This September will mark 66 years since residents on the South Coast have been able to take a one-seat ride from New Bedford or Fall River to Boston. However, due to the MBTA’s most recent announcement, we’ll have to wait at least one more year to catch a train to the Capitol.

On June 13th, MBTA General Manager Phil Eng traveled to public meetings in Fall River and New Bedford to announce unwelcome news to South Coast Rail hopefuls. The update included a new official start date of May 2025, the third delay in as many years. “The MBTA is deeply committed to delivering the South Coast Rail project while upholding the highest standards of quality and safety before launching passenger service,” Eng said in a press release. During the public meeting, Eng also admitted, “It became apparent that the schedule does not match what we had publicly advertised.” A sentiment that residents of the South Coast have become accustomed to over the past few decades.

Efforts and advocacy to provide access to Boston via rail have spanned over 30 years, and across 7 Gubernatorial Administrations, the South Coast should not take our foot off the gas. One SouthCoast Chamber has proudly participated in the Rail to Boston Coalition since its inception in 2014. The Coalition is comprised of leading business and community organizations in Massachusetts that are working together to re-establish the commuter rail connection to Southeastern Massachusetts. Chaired by Paul Chasse, the coalition has worked tirelessly to ensure that this project gets over the finish line in both a timely and transparent fashion.

In the Coalition’s press release responding to the announcement, we express our concern over the lack of transparency we have seen from the MBTA over the past six months. Chasse states, “We understand the safety factor and that the South Coast will begin experiencing test trains at speeds varying between 45 and 79 miles per hour for the first time in the area’s history, and that even beyond passing all of the checkpoints required by the Federal Railroad Administration in order to move forward with passenger service, the safety of all South Coast residents, passengers and rail employees are of paramount importance and this is why we expect better communication moving forward from the MBTA. As a grassroots organization representing the South Coast, we will monitor the progress of these final phases to hold the MBTA accountable to their May 2025 launch of rail service.” Chasse goes on further to say, “We also have to understand that this project was a massive undertaking by the Commonwealth, and delays in a final launch date could be expected, but according to MBTA General Manager Eng, the project is still operating within budget, and following this delay, the residents of South Coast Massachusetts will finally have passenger rail service to Boston, along with all of the economic and social impacts that the region will benefit from.”

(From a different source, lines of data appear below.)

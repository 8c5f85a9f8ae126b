use crate::clipboard;
use crate::commands::{ClearAll, GridCommand, InsertColumn, InsertRow, InsertWord, ResizeGrid};
use crate::config::RcConfig;
use crate::edit_controller::EditController;
use crate::export::{CsvExporter, Exporter};
use crate::grid::{GridDocument, InteractionMode};
use crate::growth::GrowthPolicy;
use crate::history::CommandStack;
use crate::mode_controllers::{ModeController, ModeTransition, SharedGridState};
use crate::navigation::{NavMode, NavigationPolicy};
use crate::prompt_controller::{PromptController, PromptKind, PromptOutcome};
use crate::recognition::WordSource;
use crate::select_controller::SelectController;
use crate::view::{RenderParams, View};
use crossterm::{
    event::{
        self, DisableMouseCapture, EnableMouseCapture, Event, KeyCode, KeyEvent, KeyEventKind,
        KeyModifiers, MouseButton, MouseEvent, MouseEventKind,
    },
    execute,
    terminal::{disable_raw_mode, enable_raw_mode, EnterAlternateScreen, LeaveAlternateScreen},
};
use std::io::stdout;
use std::path::Path;
use tracing::{info, warn};

/// Top-level controller: owns the shared state and the per-mode
/// controllers, runs the terminal event loop, and applies mode
/// transitions.
///
/// Global shortcuts (quit, undo/redo, structure changes, prompts, word
/// insertion) are handled here before anything reaches the active mode
/// controller; everything else is delegated by the document's current
/// interaction mode.
pub struct GridController {
    shared: SharedGridState,
    select: SelectController,
    edit: EditController,
    prompt: PromptController,
    exporter: CsvExporter,
}

impl GridController {
    pub fn new(config: &RcConfig, word_source: Option<Box<dyn WordSource>>) -> Self {
        let mut nav = NavigationPolicy::new();
        nav.set_mode(config.nav_mode);
        Self {
            shared: SharedGridState {
                document: GridDocument::new(config.rows, config.cols),
                history: CommandStack::new(),
                nav,
                view: View::new(config.cell_width),
                word_source,
                status_message: String::new(),
            },
            select: SelectController::new(),
            edit: EditController::new(),
            prompt: PromptController::new(),
            exporter: CsvExporter,
        }
    }

    pub fn run(&mut self) -> Result<(), Box<dyn std::error::Error>> {
        enable_raw_mode()?;
        execute!(stdout(), EnterAlternateScreen, EnableMouseCapture)?;

        // Restore the terminal even if the loop errors or panics
        struct TerminalGuard;
        impl Drop for TerminalGuard {
            fn drop(&mut self) {
                let _ = disable_raw_mode();
                let _ = execute!(stdout(), DisableMouseCapture, LeaveAlternateScreen);
            }
        }
        let _guard = TerminalGuard;

        self.run_loop()
    }

    fn run_loop(&mut self) -> Result<(), Box<dyn std::error::Error>> {
        loop {
            self.draw()?;

            match event::read()? {
                Event::Key(key_event) => {
                    if key_event.kind != KeyEventKind::Press {
                        continue;
                    }
                    if !self.handle_key_event(key_event) {
                        break;
                    }
                }
                Event::Mouse(mouse_event) => self.handle_mouse(mouse_event),
                Event::Resize(_, _) => {
                    // The next draw picks up the new size
                }
                _ => {}
            }
        }
        Ok(())
    }

    fn draw(&mut self) -> std::io::Result<()> {
        let edit = if self.shared.document.interaction_mode == InteractionMode::Edit {
            Some((self.edit.buffer(), self.edit.caret()))
        } else {
            None
        };
        let params = RenderParams {
            nav_mode: self.shared.nav.mode(),
            status_message: &self.shared.status_message,
            prompt: self.prompt.display(),
            edit,
            words_remaining: self.shared.word_source.as_ref().map(|s| s.remaining()),
        };
        self.shared.view.render(&self.shared.document, &params)
    }

    /// Returns false when the application should quit.
    pub fn handle_key_event(&mut self, key_event: KeyEvent) -> bool {
        // An active prompt captures all keys
        if self.prompt.is_active() {
            match self.prompt.handle_key(key_event) {
                PromptOutcome::Pending => {}
                PromptOutcome::Cancelled => {
                    self.shared.status_message = "Cancelled".to_string();
                }
                PromptOutcome::Resize(rows, cols) => self.apply_resize(rows, cols),
                PromptOutcome::Export(path) => self.do_export(&path),
                PromptOutcome::Invalid(msg) => {
                    self.shared.status_message = msg;
                }
            }
            return true;
        }

        self.shared.status_message.clear();

        let ctrl = key_event.modifiers.contains(KeyModifiers::CONTROL);
        match key_event.code {
            KeyCode::Char('q') if ctrl => {
                self.finish_edit();
                info!("Quit requested");
                return false;
            }
            // Tab advances the cursor regardless of mode; moving away from
            // the editing cell commits the edit first.
            KeyCode::Tab => self.handle_tab(),
            KeyCode::Char('z') if ctrl => self.undo(),
            KeyCode::Char('y') if ctrl => self.redo(),
            KeyCode::F(2) => self.set_nav_mode(NavMode::Horizontal),
            KeyCode::F(3) => self.set_nav_mode(NavMode::Vertical),
            KeyCode::F(4) => self.set_nav_mode(NavMode::Cycle),
            KeyCode::Up if ctrl => self.insert_row_at(self.shared.document.cursor.0 as isize),
            KeyCode::Down if ctrl => {
                self.insert_row_at(self.shared.document.cursor.0 as isize + 1)
            }
            KeyCode::Left if ctrl => self.insert_column_at(self.shared.document.cursor.1 as isize),
            KeyCode::Right if ctrl => {
                self.insert_column_at(self.shared.document.cursor.1 as isize + 1)
            }
            KeyCode::Char('r') if ctrl => self.prompt.open(PromptKind::Resize),
            KeyCode::Char('e') if ctrl => self.prompt.open(PromptKind::Export),
            KeyCode::Char('l') if ctrl => self.clear_all(),
            KeyCode::Char('w') if ctrl => self.insert_next_recognized_word(),
            KeyCode::Char('v') if ctrl => self.insert_clipboard_word(),
            KeyCode::Char('c') if ctrl => self.copy_grid_to_clipboard(),
            _ => {
                let transition = match self.shared.document.interaction_mode {
                    InteractionMode::Select => {
                        self.select.handle_key(key_event, &mut self.shared)
                    }
                    InteractionMode::Edit => self.edit.handle_key(key_event, &mut self.shared),
                };
                self.apply_transition(transition);
            }
        }
        true
    }

    fn apply_transition(&mut self, transition: ModeTransition) {
        match transition {
            ModeTransition::Stay => {}
            ModeTransition::EnterEdit { seed } => self.enter_edit(seed),
            ModeTransition::ExitEdit => self.finish_edit(),
        }
    }

    fn enter_edit(&mut self, seed: Option<char>) {
        self.edit.begin(&mut self.shared, seed);
    }

    /// Leave edit mode, committing the in-progress text if it changed.
    /// No-op while in selection mode.
    fn finish_edit(&mut self) {
        if self.shared.document.interaction_mode != InteractionMode::Edit {
            return;
        }
        self.edit.commit(&mut self.shared);
        self.shared.document.end_edit();
    }

    /// Advance the cursor per the navigation policy, growing the grid at
    /// the edge. Growth can change the dimensions the advance is computed
    /// against, so the next position is recomputed after expanding.
    fn handle_tab(&mut self) {
        self.finish_edit();
        let SharedGridState {
            document,
            history,
            nav,
            ..
        } = &mut self.shared;
        let (row, col) = document.cursor;
        let (next_row, next_col) = nav.next_position(row, col, document.rows, document.cols);
        GrowthPolicy::expand_if_needed(document, next_row, next_col, history);
        let (next_row, next_col) = nav.next_position(row, col, document.rows, document.cols);
        document.set_cursor(next_row, next_col);
    }

    fn undo(&mut self) {
        let SharedGridState {
            document, history, ..
        } = &mut self.shared;
        let result = history.undo(document);
        self.shared.status_message = match result {
            Some(desc) => format!("Undo: {desc}"),
            None => "Nothing to undo".to_string(),
        };
    }

    fn redo(&mut self) {
        let SharedGridState {
            document, history, ..
        } = &mut self.shared;
        let result = history.redo(document);
        self.shared.status_message = match result {
            Some(desc) => format!("Redo: {desc}"),
            None => "Nothing to redo".to_string(),
        };
    }

    fn set_nav_mode(&mut self, mode: NavMode) {
        self.shared.nav.set_mode(mode);
        self.shared.status_message = format!("Navigation: {} {}", mode.name(), mode.glyph());
    }

    fn insert_row_at(&mut self, index: isize) {
        let SharedGridState {
            document, history, ..
        } = &mut self.shared;
        history.execute(GridCommand::InsertRow(InsertRow::new(index)), document);
        self.shared.status_message = format!("Row inserted (grid now {}x{})",
            self.shared.document.rows, self.shared.document.cols);
    }

    fn insert_column_at(&mut self, index: isize) {
        let SharedGridState {
            document, history, ..
        } = &mut self.shared;
        history.execute(GridCommand::InsertColumn(InsertColumn::new(index)), document);
        self.shared.status_message = format!("Column inserted (grid now {}x{})",
            self.shared.document.rows, self.shared.document.cols);
    }

    /// Clear every cell. Skipped entirely on an already-empty grid so an
    /// effect-free clear never lands in history.
    fn clear_all(&mut self) {
        if self.shared.document.is_empty() {
            self.shared.status_message = "Grid is already empty".to_string();
            return;
        }
        self.finish_edit();
        let SharedGridState {
            document, history, ..
        } = &mut self.shared;
        history.execute(GridCommand::ClearAll(ClearAll::new()), document);
        self.shared.status_message = "Grid cleared".to_string();
    }

    fn apply_resize(&mut self, rows: usize, cols: usize) {
        self.finish_edit();
        let SharedGridState {
            document, history, ..
        } = &mut self.shared;
        let cmd = ResizeGrid::new(document, rows, cols);
        history.execute(GridCommand::ResizeGrid(cmd), document);
        self.shared.status_message = format!("Grid resized to {rows}x{cols}");
    }

    fn do_export(&mut self, path: &Path) {
        self.finish_edit();
        match self
            .exporter
            .export(self.shared.document.rows_of_cells(), path)
        {
            Ok(()) => {
                self.shared.status_message = format!("Exported to '{}'", path.display());
            }
            Err(e) => {
                warn!("Export to '{}' failed: {}", path.display(), e);
                self.shared.status_message = format!("Export failed: {e}");
            }
        }
    }

    fn insert_next_recognized_word(&mut self) {
        let Some(word) = self
            .shared
            .word_source
            .as_mut()
            .and_then(|source| source.next_word())
        else {
            self.shared.status_message = "No more recognized words".to_string();
            return;
        };
        self.insert_word(word.text);
    }

    fn insert_clipboard_word(&mut self) {
        match clipboard::read_word() {
            Ok(Some(word)) => self.insert_word(word),
            Ok(None) => {
                self.shared.status_message = "Clipboard is empty".to_string();
            }
            Err(e) => {
                self.shared.status_message = e;
            }
        }
    }

    fn copy_grid_to_clipboard(&mut self) {
        self.shared.status_message =
            match clipboard::copy_grid(self.shared.document.rows_of_cells()) {
                Ok(()) => "Grid copied to clipboard".to_string(),
                Err(e) => e,
            };
    }

    /// Put a word into the cell under the cursor, then grow and advance
    /// per the navigation policy. Growth is checked at the written cell, so
    /// filling the last column/row expands the grid before the advance.
    pub fn insert_word(&mut self, word: String) {
        self.finish_edit();
        let SharedGridState {
            document,
            history,
            nav,
            ..
        } = &mut self.shared;
        let cmd = match InsertWord::new(document, nav, word) {
            Ok(cmd) => cmd,
            Err(e) => {
                warn!("Word insertion failed: {}", e);
                self.shared.status_message = format!("Error: {e}");
                return;
            }
        };
        let (row, col, _) = cmd.result();
        let word_label = cmd.word().to_string();
        history.execute(GridCommand::InsertWord(cmd), document);
        GrowthPolicy::expand_if_needed(document, row, col, history);
        let (next_row, next_col) = nav.next_position(row, col, document.rows, document.cols);
        document.set_cursor(next_row, next_col);
        self.shared.status_message = format!("Inserted '{}'", word_label);
    }

    fn handle_mouse(&mut self, mouse_event: MouseEvent) {
        if mouse_event.kind != MouseEventKind::Down(MouseButton::Left) {
            return;
        }
        let Some((row, col)) =
            self.shared
                .view
                .cell_at(mouse_event.column, mouse_event.row, &self.shared.document)
        else {
            return;
        };
        self.click_cell(row, col);
    }

    /// Click transitions: clicking the selected cell starts an edit,
    /// clicking another cell moves the selection, and clicking away from
    /// the editing cell commits the edit first. Clicking the editing cell
    /// itself does nothing.
    pub fn click_cell(&mut self, row: usize, col: usize) {
        let doc = &self.shared.document;
        match doc.interaction_mode {
            InteractionMode::Edit => {
                if doc.editing_cell == Some((row, col)) {
                    return;
                }
                self.finish_edit();
                self.shared.document.set_cursor(row, col);
            }
            InteractionMode::Select => {
                if doc.cursor == (row, col) {
                    self.enter_edit(None);
                } else {
                    self.shared.document.set_cursor(row, col);
                }
            }
        }
    }

    #[cfg(test)]
    fn document(&self) -> &GridDocument {
        &self.shared.document
    }
}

While the delays dominated the headlines, some noteworthy developments were also released.  Four out of the six new stations are now complete, including Fall River, Freetown, Middleborough, and Church St. The New Bedford station at Whale’s Tooth is 97% finished and expected to be fully complete in July. The East Taunton station is 75% complete and expected to be finished in August.

We also learned that all six stations will be included in the MBTA’s Zone 8 pricing structure. This means that if trains ran today, a one-way fare would cost $12.25, and a round-trip fare would total $24.50. MBTA officials also confirmed that the expected travel time to South Station remains 90 minutes and that the $1.3 billion price tag remains on budget.

One SouthCoast, in partnership with the Rail to Boston Coalition, will continue to advocate on behalf of the residents and businesses of Southeastern Massachusetts. We encourage everyone to stay engaged and involved to ensure that by this time next year, we’ll be taking the train to watch another Celtics Parade!